I think as others have suggested, video calls are a really good thing. At 2.5 years they will have developed a good relationship with their father and I believe will have memories as others have said, as I find my daughter (3 and a bit) will remember things from over a year ago.
My sister lives abroad and we might see her 1-2 times per year (if we're lucky) and have occasional video calls and my daughter knows she's her Auntie, is excited to show her toys and talk to her and her cousin, asks to look at pictures of her and asks to video call her (along with other family members).
It'll be an adjustment as my scenario is obviously not parental figure and hasn't been there every day since birth.
It might be worth (if you haven't already), preparing DC for this transition, but also allow and expect some behaviour changes, might be upset and needing reassurance etc as it will be an adjustment for you all. Maybe see if local library has any books it could recommend on this.
Wishing you all the best with this!

123woop · 03/12/2022 20:31

My MIL lives abroad and we FaceTime probably every other week - my children have always remembered her from a much younger age (even as a baby under 12 months they recognised her) and same with the other grandchildren

TwigTheWonderKid · 03/12/2022 20:59

Presumably he gets at least 4 weeks holiday a year and you get the same so you can at least spend a week every month or so on the same place? Though if this is his existing employer and they are expecting him to temporarily relocate like this then surely they should be allowing him some extra holiday to enable him to maintain a relationship with his family? Afterall it's not the 1950s, they can hardly expect you to trail after him.

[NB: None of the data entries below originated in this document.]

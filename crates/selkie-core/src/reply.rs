//! Reply future adapter
//!
//! TigerStyle: Single-assignment reply channels with explicit timeout
//! behavior.
//!
//! An ask enqueues a message together with a reply slot; the slot is
//! completed exactly once with a value or an error. `ReplyFuture` is the
//! caller-side adapter over that channel. A timed-out await yields no value
//! but never cancels the underlying work.

use crate::constants::REPLY_TIMEOUT_MS_DEFAULT;
use crate::error::{Error, Result};
use std::time::Duration;
use tokio::sync::oneshot;

/// The value a reply slot is completed with: `None` means the responder
/// finished without producing a value.
pub type ReplyValue<R> = Result<Option<R>>;

/// Caller-side future for an ask reply
#[derive(Debug)]
pub struct ReplyFuture<R> {
    rx: oneshot::Receiver<ReplyValue<R>>,
    /// Identity of the asked actor, for error context
    actor: String,
}

impl<R> ReplyFuture<R> {
    /// Create a reply future over a completion channel
    pub fn new(rx: oneshot::Receiver<ReplyValue<R>>, actor: impl Into<String>) -> Self {
        Self {
            rx,
            actor: actor.into(),
        }
    }

    /// Await the reply without a timeout
    ///
    /// # Errors
    /// `ReplyDropped` if the responder went away without completing the slot;
    /// otherwise whatever error the responder completed the slot with.
    pub async fn recv(self) -> ReplyValue<R> {
        match self.rx.await {
            Ok(value) => value,
            Err(_) => Err(Error::reply_dropped(self.actor)),
        }
    }

    /// Await the reply for at most `timeout`
    ///
    /// A timeout yields `Ok(None)`; the underlying work is not cancelled and
    /// its eventual completion is discarded.
    pub async fn recv_timeout(self, timeout: Duration) -> ReplyValue<R> {
        match tokio::time::timeout(timeout, self.rx).await {
            Ok(Ok(value)) => value,
            Ok(Err(_)) => Err(Error::reply_dropped(self.actor)),
            Err(_) => Ok(None),
        }
    }

    /// Await the reply with the default timeout
    pub async fn recv_default_timeout(self) -> ReplyValue<R> {
        self.recv_timeout(Duration::from_millis(REPLY_TIMEOUT_MS_DEFAULT))
            .await
    }
}

#[cfg(test)]
mod tests {
    use super::*;

    #[tokio::test]
    async fn test_reply_future_value() {
        let (tx, rx) = oneshot::channel();
        let future = ReplyFuture::new(rx, "worker-1");

        tx.send(Ok(Some(42u32))).unwrap();
        assert_eq!(future.recv().await.unwrap(), Some(42));
    }

    #[tokio::test]
    async fn test_reply_future_no_value() {
        let (tx, rx) = oneshot::channel::<ReplyValue<u32>>();
        let future = ReplyFuture::new(rx, "worker-1");

        tx.send(Ok(None)).unwrap();
        assert_eq!(future.recv().await.unwrap(), None);
    }

    #[tokio::test]
    async fn test_reply_future_error() {
        let (tx, rx) = oneshot::channel::<ReplyValue<u32>>();
        let future = ReplyFuture::new(rx, "worker-1");

        tx.send(Err(Error::internal("delegate raised"))).unwrap();
        assert!(future.recv().await.is_err());
    }

    #[tokio::test]
    async fn test_reply_future_dropped_sender() {
        let (tx, rx) = oneshot::channel::<ReplyValue<u32>>();
        let future = ReplyFuture::new(rx, "worker-1");

        drop(tx);
        let err = future.recv().await.unwrap_err();
        assert!(matches!(err, Error::ReplyDropped { .. }));
    }

    #[tokio::test]
    async fn test_reply_future_timeout_yields_none() {
        let (tx, rx) = oneshot::channel::<ReplyValue<u32>>();
        let future = ReplyFuture::new(rx, "worker-1");

        let value = future.recv_timeout(Duration::from_millis(20)).await;
        assert_eq!(value.unwrap(), None);

        // The channel is still usable from the sender's point of view: the
        // timeout did not cancel the work, completion is simply discarded.
        let _ = tx;
    }
}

Spendonsend · 03/12/2022 21:07

My children didnt forget their Dad when he worked away, but their Dad didnt really know them when he came back as they developed and changed so much, so he had to get to know the new them, and it was hard him inserting himself into our routines and life.

Glendaruel · 03/12/2022 21:36

My dad often went away with military where it is quite common. I don't remember this age but am told first few days he was a stranger but then we picked things up. Later I do remember the excitement of his suitcase as there were normally presents in it! I had a great relationship with my dad and think kids can be quite adaptable.